Information provided:

'''

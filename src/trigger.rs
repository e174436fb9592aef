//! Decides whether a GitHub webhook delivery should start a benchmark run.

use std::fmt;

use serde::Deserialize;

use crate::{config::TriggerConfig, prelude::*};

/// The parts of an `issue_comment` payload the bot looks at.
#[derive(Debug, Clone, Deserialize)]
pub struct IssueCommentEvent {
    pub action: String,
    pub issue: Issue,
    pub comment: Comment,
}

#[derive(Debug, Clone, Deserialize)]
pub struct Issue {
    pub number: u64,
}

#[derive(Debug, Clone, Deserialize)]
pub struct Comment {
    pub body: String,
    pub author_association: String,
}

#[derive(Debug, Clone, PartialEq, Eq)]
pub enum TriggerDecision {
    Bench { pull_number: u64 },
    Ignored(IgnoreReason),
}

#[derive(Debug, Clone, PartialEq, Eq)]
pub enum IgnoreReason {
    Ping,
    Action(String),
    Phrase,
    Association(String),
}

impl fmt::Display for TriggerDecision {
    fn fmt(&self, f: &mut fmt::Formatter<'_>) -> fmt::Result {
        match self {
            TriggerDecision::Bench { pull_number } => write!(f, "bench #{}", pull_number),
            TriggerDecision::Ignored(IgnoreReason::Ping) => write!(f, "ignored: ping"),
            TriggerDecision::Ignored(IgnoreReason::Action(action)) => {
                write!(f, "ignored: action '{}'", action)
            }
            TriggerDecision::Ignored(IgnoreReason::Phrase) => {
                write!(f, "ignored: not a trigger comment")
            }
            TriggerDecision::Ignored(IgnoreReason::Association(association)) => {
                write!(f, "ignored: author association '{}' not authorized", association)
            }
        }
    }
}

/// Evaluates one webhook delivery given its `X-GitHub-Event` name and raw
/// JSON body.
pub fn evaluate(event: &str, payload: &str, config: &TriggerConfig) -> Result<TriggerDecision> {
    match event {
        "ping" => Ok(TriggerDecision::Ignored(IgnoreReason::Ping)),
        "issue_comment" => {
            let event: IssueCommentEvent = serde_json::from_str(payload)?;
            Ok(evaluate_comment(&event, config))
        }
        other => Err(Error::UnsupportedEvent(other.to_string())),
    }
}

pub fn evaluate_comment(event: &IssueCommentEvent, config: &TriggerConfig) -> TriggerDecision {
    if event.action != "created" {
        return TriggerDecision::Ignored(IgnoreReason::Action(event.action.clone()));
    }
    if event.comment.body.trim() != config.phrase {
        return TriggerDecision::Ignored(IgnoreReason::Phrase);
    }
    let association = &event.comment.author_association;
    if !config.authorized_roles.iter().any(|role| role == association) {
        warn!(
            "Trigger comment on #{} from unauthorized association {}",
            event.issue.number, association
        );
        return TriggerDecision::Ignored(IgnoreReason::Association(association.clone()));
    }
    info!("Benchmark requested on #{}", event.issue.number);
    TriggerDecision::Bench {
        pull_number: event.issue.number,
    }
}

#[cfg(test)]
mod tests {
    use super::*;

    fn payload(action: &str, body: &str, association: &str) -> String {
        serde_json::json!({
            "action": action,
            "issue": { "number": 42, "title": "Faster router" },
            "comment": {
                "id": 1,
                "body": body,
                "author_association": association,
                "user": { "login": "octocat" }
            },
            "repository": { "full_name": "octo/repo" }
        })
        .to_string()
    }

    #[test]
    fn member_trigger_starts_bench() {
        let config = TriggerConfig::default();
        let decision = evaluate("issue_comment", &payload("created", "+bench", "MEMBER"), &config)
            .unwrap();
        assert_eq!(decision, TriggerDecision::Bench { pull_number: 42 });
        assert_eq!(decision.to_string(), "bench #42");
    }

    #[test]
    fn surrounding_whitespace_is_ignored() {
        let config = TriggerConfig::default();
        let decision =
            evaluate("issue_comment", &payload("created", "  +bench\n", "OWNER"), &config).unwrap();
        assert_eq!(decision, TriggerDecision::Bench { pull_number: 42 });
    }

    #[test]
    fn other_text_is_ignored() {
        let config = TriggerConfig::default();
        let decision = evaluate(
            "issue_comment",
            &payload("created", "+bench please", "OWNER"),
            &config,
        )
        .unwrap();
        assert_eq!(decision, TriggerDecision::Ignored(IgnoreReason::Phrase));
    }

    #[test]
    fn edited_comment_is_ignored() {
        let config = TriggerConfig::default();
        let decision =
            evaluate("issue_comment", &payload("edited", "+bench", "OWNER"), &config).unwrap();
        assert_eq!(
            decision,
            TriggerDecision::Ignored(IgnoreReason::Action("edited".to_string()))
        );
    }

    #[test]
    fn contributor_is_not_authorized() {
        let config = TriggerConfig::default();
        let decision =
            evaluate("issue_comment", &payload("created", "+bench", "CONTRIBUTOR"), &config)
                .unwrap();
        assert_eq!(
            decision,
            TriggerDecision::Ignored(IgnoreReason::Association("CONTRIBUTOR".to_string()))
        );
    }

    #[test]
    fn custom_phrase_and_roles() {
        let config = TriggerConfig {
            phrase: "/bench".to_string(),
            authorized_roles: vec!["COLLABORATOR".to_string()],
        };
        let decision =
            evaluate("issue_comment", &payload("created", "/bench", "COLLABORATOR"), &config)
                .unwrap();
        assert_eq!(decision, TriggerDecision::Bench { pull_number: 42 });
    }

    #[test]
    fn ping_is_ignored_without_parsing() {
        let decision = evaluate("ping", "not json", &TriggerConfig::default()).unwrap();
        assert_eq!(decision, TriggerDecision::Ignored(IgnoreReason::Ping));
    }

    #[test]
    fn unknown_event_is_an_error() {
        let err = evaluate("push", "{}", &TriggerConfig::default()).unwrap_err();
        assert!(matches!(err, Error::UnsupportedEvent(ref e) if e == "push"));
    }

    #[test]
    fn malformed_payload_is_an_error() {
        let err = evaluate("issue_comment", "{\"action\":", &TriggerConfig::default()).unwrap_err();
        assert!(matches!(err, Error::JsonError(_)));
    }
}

'''
'''

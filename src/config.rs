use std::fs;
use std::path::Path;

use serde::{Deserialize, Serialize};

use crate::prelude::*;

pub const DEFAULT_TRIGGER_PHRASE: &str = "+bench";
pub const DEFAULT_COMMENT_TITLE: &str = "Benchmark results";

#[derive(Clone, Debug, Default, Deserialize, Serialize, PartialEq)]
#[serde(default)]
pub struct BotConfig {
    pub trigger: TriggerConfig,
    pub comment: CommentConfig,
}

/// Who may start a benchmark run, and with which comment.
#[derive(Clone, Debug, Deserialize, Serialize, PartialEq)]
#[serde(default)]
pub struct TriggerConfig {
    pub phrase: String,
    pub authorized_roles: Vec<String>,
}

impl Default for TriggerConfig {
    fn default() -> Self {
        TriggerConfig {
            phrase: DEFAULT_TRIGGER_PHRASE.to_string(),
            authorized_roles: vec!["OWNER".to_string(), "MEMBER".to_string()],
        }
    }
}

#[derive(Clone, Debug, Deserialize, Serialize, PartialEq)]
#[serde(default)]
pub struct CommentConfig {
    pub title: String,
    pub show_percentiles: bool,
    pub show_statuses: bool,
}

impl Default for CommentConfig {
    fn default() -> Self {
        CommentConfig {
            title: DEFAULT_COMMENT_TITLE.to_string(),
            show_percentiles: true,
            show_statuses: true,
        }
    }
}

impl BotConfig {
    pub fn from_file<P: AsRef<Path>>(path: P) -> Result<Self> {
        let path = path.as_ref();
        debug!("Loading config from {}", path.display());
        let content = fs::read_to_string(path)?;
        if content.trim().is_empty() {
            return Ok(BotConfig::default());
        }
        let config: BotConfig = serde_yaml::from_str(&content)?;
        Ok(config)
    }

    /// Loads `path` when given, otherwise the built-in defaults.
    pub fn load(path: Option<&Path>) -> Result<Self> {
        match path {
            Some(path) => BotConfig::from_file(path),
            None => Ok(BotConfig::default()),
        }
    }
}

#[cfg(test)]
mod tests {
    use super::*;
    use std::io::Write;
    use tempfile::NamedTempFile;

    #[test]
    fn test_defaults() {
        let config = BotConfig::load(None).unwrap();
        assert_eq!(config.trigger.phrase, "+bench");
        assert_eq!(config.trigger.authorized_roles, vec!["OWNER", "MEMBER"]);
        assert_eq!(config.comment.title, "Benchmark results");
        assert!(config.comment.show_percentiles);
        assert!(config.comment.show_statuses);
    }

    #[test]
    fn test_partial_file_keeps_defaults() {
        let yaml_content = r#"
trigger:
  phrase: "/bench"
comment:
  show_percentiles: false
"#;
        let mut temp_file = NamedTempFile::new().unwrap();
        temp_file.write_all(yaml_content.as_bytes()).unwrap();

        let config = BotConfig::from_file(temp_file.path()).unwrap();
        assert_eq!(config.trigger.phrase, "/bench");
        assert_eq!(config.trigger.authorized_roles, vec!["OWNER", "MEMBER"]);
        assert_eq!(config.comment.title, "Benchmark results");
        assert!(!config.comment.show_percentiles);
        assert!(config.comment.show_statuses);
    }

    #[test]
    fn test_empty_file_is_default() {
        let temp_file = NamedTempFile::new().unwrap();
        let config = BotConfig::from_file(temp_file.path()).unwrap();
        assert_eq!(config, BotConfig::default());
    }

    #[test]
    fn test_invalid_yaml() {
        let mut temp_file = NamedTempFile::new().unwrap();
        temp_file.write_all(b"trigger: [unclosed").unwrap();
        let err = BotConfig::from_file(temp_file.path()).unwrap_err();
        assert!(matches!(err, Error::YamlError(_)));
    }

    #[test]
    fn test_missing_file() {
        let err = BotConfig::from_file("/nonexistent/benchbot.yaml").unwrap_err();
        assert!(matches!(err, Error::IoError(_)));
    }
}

'''

Task prompt: For the listing above, find how many lines hold the word "bool". Only the number should be written.

Task answer: 2